Anne is also a human rights lawyer who has worked with a wide range of equality seeking groups, legal clinics and not-for-profit organisations on test case litigation, interventions, appeals and law reform initiatives. She was one of the lawyers representing the First Nations Child and Family Caring Society in its historic human rights complaint against the Government of Canada for its discriminatory treatment of 163,000 First Nations children across Canada. Her studies in International Human Rights Law allowed her to develop innovative legal arguments relating to the appropriate remedies in this case.
When asked about her time at Kellogg, Anne said:
“Kellogg was the perfect fit for me. I started my graduate studies while pregnant and attended the in-person portion shortly after giving birth. Before heading to Oxford, I was worried that studying with a new born was going to be impossible. However, everyone at Kellogg was extremely understanding, accommodating and thoughtful. The team at Kellogg consistently went above and beyond to make my family and me feel welcome. It is one of the only colleges in Oxford that not only allows children but warmly welcomes them to college events.

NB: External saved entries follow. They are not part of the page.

//! Terrain tile baker.
//!
//! Subcommands:
//! - bake: generate one tile and write its textures, mesh and summary
//! - plan: print the tiles needed around a player position, optionally baking
//!   every visible one in parallel
//! - simulate: drive the tile lifecycle with headless backends while the
//!   player moves, then shut down and drain

mod config;
mod export;
mod headless;

use anyhow::{bail, Context, Result};
use clap::{Parser, Subcommand};
use glam::{DVec3, IVec3};
use std::collections::BTreeSet;
use std::path::{Path, PathBuf};
use std::sync::Arc;
use std::time::Duration;

use terrain_tiles::{
	find_needed_tiles, generate_tile, CollisionIndex, CollisionWorld, GenerationStage, TerrainConfig, TileManager,
	TilePosition, WorldGen,
};

use config::Config;
use headless::{HeadlessGpu, HeadlessScene};

/// Procedural terrain tile baker.
#[derive(Parser, Debug)]
#[command(name = "tile_baker")]
#[command(about = "Bakes procedural terrain tiles and simulates the tile lifecycle")]
struct Args {
	/// Path to configuration TOML file.
	#[arg(short, long, global = true)]
	config: Option<PathBuf>,

	/// World seed (overrides the config file).
	#[arg(short, long, global = true)]
	seed: Option<u64>,

	#[command(subcommand)]
	command: Command,
}

#[derive(Subcommand, Debug)]
enum Command {
	/// Generate a single tile.
	Bake {
		/// Tile center as x,y,z.
		#[arg(long, value_parser = parse_ivec3, default_value = "0,0,0")]
		center: IVec3,

		/// Tile radius (power of two).
		#[arg(long, default_value_t = 4)]
		radius: i32,

		/// Output directory.
		#[arg(short, long, default_value = "baked")]
		output: PathBuf,
	},

	/// Print the tiles needed around a player.
	Plan {
		/// Player position as x,y,z.
		#[arg(long, value_parser = parse_dvec3, default_value = "0,0,0")]
		player: DVec3,

		/// Bake every visible tile into this directory.
		#[arg(long)]
		bake: Option<PathBuf>,
	},

	/// Run the tile lifecycle with headless backends.
	Simulate {
		/// Starting player position as x,y,z.
		#[arg(long, value_parser = parse_dvec3, default_value = "0,0,0")]
		start: DVec3,

		/// Player velocity in world units per tick, as x,y,z.
		#[arg(long, value_parser = parse_dvec3, default_value = "0.5,0,0")]
		velocity: DVec3,

		/// Number of ticks to run before shutting down.
		#[arg(long, default_value_t = 600)]
		ticks: u32,

		/// Wall time per tick in milliseconds.
		#[arg(long, default_value_t = 16)]
		tick_ms: u64,
	},
}

fn main() -> Result<()> {
	env_logger::Builder::from_env(env_logger::Env::default().default_filter_or("info")).init();
	let args = Args::parse();

	let config = Config::load(args.config.as_deref())?.into_terrain(args.seed)?;
	log::info!("World seed: {}", config.seed);

	match args.command {
		Command::Bake { center, radius, output } => bake(&config, TilePosition::new(center, radius), &output),
		Command::Plan { player, bake } => plan(&config, player, bake.as_deref()),
		Command::Simulate {
			start,
			velocity,
			ticks,
			tick_ms,
		} => simulate(config, start, velocity, ticks, Duration::from_millis(tick_ms)),
	}
}

fn bake(config: &TerrainConfig, tile: TilePosition, output: &Path) -> Result<()> {
	if tile.radius <= 0 || !(tile.radius as u32).is_power_of_two() {
		bail!("radius must be a positive power of two, got {}", tile.radius);
	}

	let world = WorldGen::from_config(config);
	let Some(payload) = generate_tile(&tile, &world) else {
		println!("Tile {tile} holds no surface, nothing to write");
		return Ok(());
	};

	let dir = output.join(tile.to_string());
	export::write_tile(&dir, &tile, config.seed, &payload).with_context(|| format!("Baking tile {tile}"))?;
	println!(
		"Tile {tile}: {} triangles, {}x{} atlas, {} us",
		payload.mesh.triangle_count(),
		payload.texture_resolution(),
		payload.texture_resolution(),
		payload.generation_us
	);
	println!("Output written to: {}", dir.display());
	Ok(())
}

fn plan(config: &TerrainConfig, player: DVec3, bake_dir: Option<&Path>) -> Result<()> {
	let needed = find_needed_tiles(player, &BTreeSet::new(), &config.hierarchy);
	let visible: Vec<TilePosition> = needed.iter().filter(|t| t.visible).copied().collect();

	for tile in &needed {
		let marker = if tile.visible { "visible" } else { "pending" };
		println!("{:>20}  {marker}", tile.to_string());
	}
	println!("{} tiles needed, {} visible", needed.len(), visible.len());

	let Some(dir) = bake_dir else {
		return Ok(());
	};

	let mut stage = GenerationStage::new(Arc::new(WorldGen::from_config(config)));
	for tile in &visible {
		stage.enqueue(*tile);
	}
	println!("\nGenerating {} tiles...", stage.pending_count());
	stage.tick();

	let mut written = 0;
	let mut empty = 0;
	for completion in stage.drain_completions() {
		let Some(payload) = completion.payload else {
			empty += 1;
			continue;
		};
		let tile = completion.tile;
		export::write_tile(&dir.join(tile.to_string()), &tile, config.seed, &payload)
			.with_context(|| format!("Baking tile {tile}"))?;
		written += 1;
	}

	println!("Done! {written} tiles written, {empty} empty, output in: {}", dir.display());
	Ok(())
}

fn simulate(config: TerrainConfig, start: DVec3, velocity: DVec3, ticks: u32, tick: Duration) -> Result<()> {
	let mut manager = TileManager::from_config(config).context("Starting tile manager")?;
	let mut scene = HeadlessScene::default();
	let mut gpu = HeadlessGpu::default();
	let mut collision = CollisionIndex::new();

	let mut player = start;
	let mut dropped = 0;
	for i in 0..ticks {
		player = start + velocity * i as f64;
		let stats = manager.update(player, &mut scene, &mut collision);
		manager.dispatch(&mut gpu);
		dropped += stats.dropped;

		if i % 60 == 0 {
			log::info!(
				"tick {i}: player {player:.1}, {} requested, {} in flight, {} entities ({} visible)",
				stats.requested,
				manager.in_flight(),
				scene.live(),
				scene.visible()
			);
		}
		std::thread::sleep(tick);
	}

	let ground = collision.cast_segment(player + DVec3::Y * 256.0, player - DVec3::Y * 256.0);
	#[cfg(feature = "metrics")]
	let metrics = manager.metrics();

	manager.shutdown();
	let mut drain_ticks = 0;
	while !manager.is_drained() {
		manager.update(player, &mut scene, &mut collision);
		manager.dispatch(&mut gpu);
		drain_ticks += 1;
	}

	println!("Simulated {ticks} ticks, drained in {drain_ticks}");
	println!("  entities spawned: {} (peak {})", scene.spawned, scene.peak_entities);
	println!("  render objects:   {}", gpu.render_objects);
	println!(
		"  GPU upload:       {:.1} MiB total, {:.1} MiB peak",
		gpu.uploaded_bytes as f64 / 1_048_576.0,
		gpu.peak_bytes as f64 / 1_048_576.0
	);
	println!("  dropped requests: {dropped}");
	match ground {
		Some(point) => println!("  ground under player at y = {:.2}", point.y),
		None => println!("  no ground under player"),
	}
	if scene.live() != 0 || gpu.live_assets() != 0 {
		bail!(
			"drain left {} entities and {} assets behind",
			scene.live(),
			gpu.live_assets()
		);
	}

	#[cfg(feature = "metrics")]
	{
		println!(
			"  generation:       {:.0} us avg over {} tiles, {} empty",
			metrics.avg_generation_us(),
			metrics.total_generated,
			metrics.total_empty
		);
		if let Some((min, max)) = metrics.generation_timings.min_max() {
			println!("  recent tiles:     {min} us fastest, {max} us slowest");
		}
		println!("  upload:           {:.0} us avg", metrics.avg_upload_us());
		println!(
			"  before shutdown:  {} tiles, {} triangles, {:.2} MiB mesh data",
			metrics.live_tiles(),
			metrics.live_triangles(),
			metrics.mesh_memory_mb()
		);
	}

	Ok(())
}

fn parse_components<T: std::str::FromStr>(value: &str) -> Result<[T; 3], String> {
	let parts: Vec<T> = value
		.split(',')
		.map(|part| part.trim().parse::<T>().map_err(|_| format!("invalid component '{part}'")))
		.collect::<Result<_, _>>()?;
	parts
		.try_into()
		.map_err(|_| format!("expected three comma-separated values, got '{value}'"))
}

fn parse_dvec3(value: &str) -> Result<DVec3, String> {
	parse_components::<f64>(value).map(DVec3::from_array)
}

fn parse_ivec3(value: &str) -> Result<IVec3, String> {
	parse_components::<i32>(value).map(IVec3::from_array)
}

The fact that Kellogg caters to part-time students means that it tends to attract mature students with rich and diverse life experiences. This considerably enhanced my university experience. My best memories of Oxford involve engaging in enlightening discussions with colleagues from Kellogg over delicious food and wine while my daughter played outside in the beautiful garden with other children. This is the place to go if you don’t want your schooling to get in the way of your education.”